TASK PROMPT: Once you find a line containing the word "DecodedPage" in the entries below, copy it.

ENTRIES PROVIDED:
*** Block opens ***

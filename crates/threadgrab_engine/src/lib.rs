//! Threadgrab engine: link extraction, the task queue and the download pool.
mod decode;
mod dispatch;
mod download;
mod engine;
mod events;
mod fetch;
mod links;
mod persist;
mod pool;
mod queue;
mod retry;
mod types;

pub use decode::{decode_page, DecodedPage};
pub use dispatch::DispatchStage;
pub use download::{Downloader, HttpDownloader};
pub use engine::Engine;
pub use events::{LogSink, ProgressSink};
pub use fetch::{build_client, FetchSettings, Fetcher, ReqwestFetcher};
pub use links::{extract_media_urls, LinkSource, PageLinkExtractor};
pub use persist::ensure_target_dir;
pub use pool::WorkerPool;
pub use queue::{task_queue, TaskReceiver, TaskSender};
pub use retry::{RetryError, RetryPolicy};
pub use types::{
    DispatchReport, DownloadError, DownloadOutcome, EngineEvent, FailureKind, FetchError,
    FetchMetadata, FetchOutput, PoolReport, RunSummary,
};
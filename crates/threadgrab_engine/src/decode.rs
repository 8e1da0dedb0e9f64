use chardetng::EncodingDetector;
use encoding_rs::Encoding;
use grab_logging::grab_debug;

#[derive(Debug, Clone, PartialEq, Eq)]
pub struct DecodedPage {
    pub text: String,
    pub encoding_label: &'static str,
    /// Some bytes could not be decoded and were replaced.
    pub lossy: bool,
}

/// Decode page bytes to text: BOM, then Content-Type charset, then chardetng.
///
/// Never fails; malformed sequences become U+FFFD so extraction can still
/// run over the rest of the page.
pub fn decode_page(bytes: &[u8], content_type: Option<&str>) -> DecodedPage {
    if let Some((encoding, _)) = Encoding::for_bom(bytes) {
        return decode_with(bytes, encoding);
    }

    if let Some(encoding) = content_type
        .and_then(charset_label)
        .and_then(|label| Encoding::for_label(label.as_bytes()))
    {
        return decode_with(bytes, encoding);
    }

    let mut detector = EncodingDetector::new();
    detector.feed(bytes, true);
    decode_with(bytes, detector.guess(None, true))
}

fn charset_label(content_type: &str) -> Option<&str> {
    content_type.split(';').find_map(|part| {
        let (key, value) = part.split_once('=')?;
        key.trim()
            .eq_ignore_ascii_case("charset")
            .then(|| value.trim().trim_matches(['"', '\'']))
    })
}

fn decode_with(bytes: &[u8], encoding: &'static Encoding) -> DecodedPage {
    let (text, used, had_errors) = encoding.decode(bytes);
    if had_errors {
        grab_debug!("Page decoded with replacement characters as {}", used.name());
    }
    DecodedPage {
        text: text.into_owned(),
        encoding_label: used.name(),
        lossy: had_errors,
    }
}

*** Block closes ***
*** Block opens ***

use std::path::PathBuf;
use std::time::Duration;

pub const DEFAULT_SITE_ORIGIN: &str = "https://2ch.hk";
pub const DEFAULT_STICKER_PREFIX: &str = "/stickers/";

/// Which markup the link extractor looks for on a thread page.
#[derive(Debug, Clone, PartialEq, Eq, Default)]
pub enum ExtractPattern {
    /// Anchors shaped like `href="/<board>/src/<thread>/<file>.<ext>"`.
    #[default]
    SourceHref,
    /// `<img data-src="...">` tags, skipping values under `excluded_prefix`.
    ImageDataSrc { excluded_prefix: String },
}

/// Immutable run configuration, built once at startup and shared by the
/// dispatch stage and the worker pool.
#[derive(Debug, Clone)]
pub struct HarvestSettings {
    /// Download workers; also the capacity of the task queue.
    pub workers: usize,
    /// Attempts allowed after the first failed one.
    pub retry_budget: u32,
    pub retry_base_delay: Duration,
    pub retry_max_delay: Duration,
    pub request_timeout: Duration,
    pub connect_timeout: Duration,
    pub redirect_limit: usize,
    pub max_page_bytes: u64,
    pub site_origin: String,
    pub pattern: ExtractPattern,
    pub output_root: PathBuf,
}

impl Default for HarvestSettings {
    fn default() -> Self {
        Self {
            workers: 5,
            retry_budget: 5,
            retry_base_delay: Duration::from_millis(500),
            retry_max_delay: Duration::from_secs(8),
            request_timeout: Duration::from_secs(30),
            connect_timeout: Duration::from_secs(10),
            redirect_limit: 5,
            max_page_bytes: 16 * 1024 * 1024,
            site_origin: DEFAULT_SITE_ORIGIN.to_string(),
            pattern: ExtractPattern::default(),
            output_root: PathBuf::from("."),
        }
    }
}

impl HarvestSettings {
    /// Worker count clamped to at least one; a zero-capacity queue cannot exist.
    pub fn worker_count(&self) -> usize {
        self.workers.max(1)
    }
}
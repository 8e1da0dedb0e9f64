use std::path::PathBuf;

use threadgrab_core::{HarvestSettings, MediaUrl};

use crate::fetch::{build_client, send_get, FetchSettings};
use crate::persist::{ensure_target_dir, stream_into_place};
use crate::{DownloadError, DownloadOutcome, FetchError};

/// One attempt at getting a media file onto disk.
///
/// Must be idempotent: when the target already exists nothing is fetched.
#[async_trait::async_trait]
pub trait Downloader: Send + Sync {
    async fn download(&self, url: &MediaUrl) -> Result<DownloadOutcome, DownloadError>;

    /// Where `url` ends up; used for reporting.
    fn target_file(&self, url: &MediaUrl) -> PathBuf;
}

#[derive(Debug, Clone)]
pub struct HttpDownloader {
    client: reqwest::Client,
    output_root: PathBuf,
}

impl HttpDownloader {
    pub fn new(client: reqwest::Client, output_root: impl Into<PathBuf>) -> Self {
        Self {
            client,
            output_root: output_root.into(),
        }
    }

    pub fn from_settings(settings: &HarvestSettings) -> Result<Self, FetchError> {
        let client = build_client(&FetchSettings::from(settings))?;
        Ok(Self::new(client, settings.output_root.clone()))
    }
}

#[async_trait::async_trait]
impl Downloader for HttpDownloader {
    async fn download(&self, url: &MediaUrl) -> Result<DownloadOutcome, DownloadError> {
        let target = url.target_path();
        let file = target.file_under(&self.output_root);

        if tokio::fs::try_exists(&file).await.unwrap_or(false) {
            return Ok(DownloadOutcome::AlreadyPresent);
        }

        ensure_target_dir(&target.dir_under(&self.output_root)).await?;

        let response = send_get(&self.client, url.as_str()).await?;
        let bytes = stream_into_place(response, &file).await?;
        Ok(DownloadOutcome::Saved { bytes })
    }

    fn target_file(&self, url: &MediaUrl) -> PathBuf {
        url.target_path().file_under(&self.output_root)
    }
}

*** Block closes ***
*** Block opens ***

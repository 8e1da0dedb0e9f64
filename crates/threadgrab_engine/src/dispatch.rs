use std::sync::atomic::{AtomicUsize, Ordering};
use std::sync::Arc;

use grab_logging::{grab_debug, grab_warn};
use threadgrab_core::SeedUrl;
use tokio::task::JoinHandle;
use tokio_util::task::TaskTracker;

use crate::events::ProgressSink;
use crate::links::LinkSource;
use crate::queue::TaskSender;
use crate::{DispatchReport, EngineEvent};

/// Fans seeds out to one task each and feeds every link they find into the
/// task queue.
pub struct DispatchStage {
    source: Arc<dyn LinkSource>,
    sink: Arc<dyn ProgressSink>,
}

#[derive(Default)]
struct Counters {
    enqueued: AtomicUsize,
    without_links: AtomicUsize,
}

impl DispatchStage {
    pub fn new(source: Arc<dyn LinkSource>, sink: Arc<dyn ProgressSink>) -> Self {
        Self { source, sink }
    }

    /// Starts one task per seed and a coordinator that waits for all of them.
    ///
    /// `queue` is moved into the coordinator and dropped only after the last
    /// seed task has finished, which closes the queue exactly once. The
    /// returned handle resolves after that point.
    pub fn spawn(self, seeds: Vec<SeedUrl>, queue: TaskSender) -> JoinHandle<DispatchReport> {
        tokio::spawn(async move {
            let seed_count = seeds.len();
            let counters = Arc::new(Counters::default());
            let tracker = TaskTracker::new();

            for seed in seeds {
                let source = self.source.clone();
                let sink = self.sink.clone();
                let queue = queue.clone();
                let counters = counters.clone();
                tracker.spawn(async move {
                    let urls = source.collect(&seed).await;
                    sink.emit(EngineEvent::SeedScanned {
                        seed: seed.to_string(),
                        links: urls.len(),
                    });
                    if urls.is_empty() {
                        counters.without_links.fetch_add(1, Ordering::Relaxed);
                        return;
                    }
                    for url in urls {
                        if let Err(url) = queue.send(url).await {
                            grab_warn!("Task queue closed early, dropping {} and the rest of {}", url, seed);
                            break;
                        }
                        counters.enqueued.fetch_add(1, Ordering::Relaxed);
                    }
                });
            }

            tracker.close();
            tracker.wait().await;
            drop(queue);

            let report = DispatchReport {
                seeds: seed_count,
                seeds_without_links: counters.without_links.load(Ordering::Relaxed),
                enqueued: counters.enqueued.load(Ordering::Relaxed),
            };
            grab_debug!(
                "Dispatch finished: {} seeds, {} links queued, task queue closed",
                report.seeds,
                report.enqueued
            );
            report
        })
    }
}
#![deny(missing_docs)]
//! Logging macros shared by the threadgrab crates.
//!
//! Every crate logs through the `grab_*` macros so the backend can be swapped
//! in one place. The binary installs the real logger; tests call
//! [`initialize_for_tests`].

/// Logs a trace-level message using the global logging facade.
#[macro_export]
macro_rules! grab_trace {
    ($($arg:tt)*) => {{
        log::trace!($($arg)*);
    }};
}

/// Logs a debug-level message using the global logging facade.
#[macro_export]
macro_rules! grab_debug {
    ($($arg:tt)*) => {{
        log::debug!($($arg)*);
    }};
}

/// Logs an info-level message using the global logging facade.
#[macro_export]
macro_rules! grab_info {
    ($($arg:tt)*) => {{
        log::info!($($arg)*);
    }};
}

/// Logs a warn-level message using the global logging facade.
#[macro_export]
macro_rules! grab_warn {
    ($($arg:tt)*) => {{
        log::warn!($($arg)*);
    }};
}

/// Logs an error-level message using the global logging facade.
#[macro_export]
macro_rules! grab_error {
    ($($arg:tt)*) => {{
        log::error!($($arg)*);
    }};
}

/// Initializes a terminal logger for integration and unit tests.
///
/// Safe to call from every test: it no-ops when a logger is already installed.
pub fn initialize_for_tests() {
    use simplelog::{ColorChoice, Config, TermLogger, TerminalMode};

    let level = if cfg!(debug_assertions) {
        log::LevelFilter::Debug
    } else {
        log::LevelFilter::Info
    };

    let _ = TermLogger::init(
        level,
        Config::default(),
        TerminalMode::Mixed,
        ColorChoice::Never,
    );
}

*** Block closes ***

OUTPUT:
pub use decode::{decode_page, DecodedPage};
pub struct DecodedPage {
pub fn decode_page(bytes: &[u8], content_type: Option<&str>) -> DecodedPage {
fn decode_with(bytes: &[u8], encoding: &'static Encoding) -> DecodedPage {
    DecodedPage {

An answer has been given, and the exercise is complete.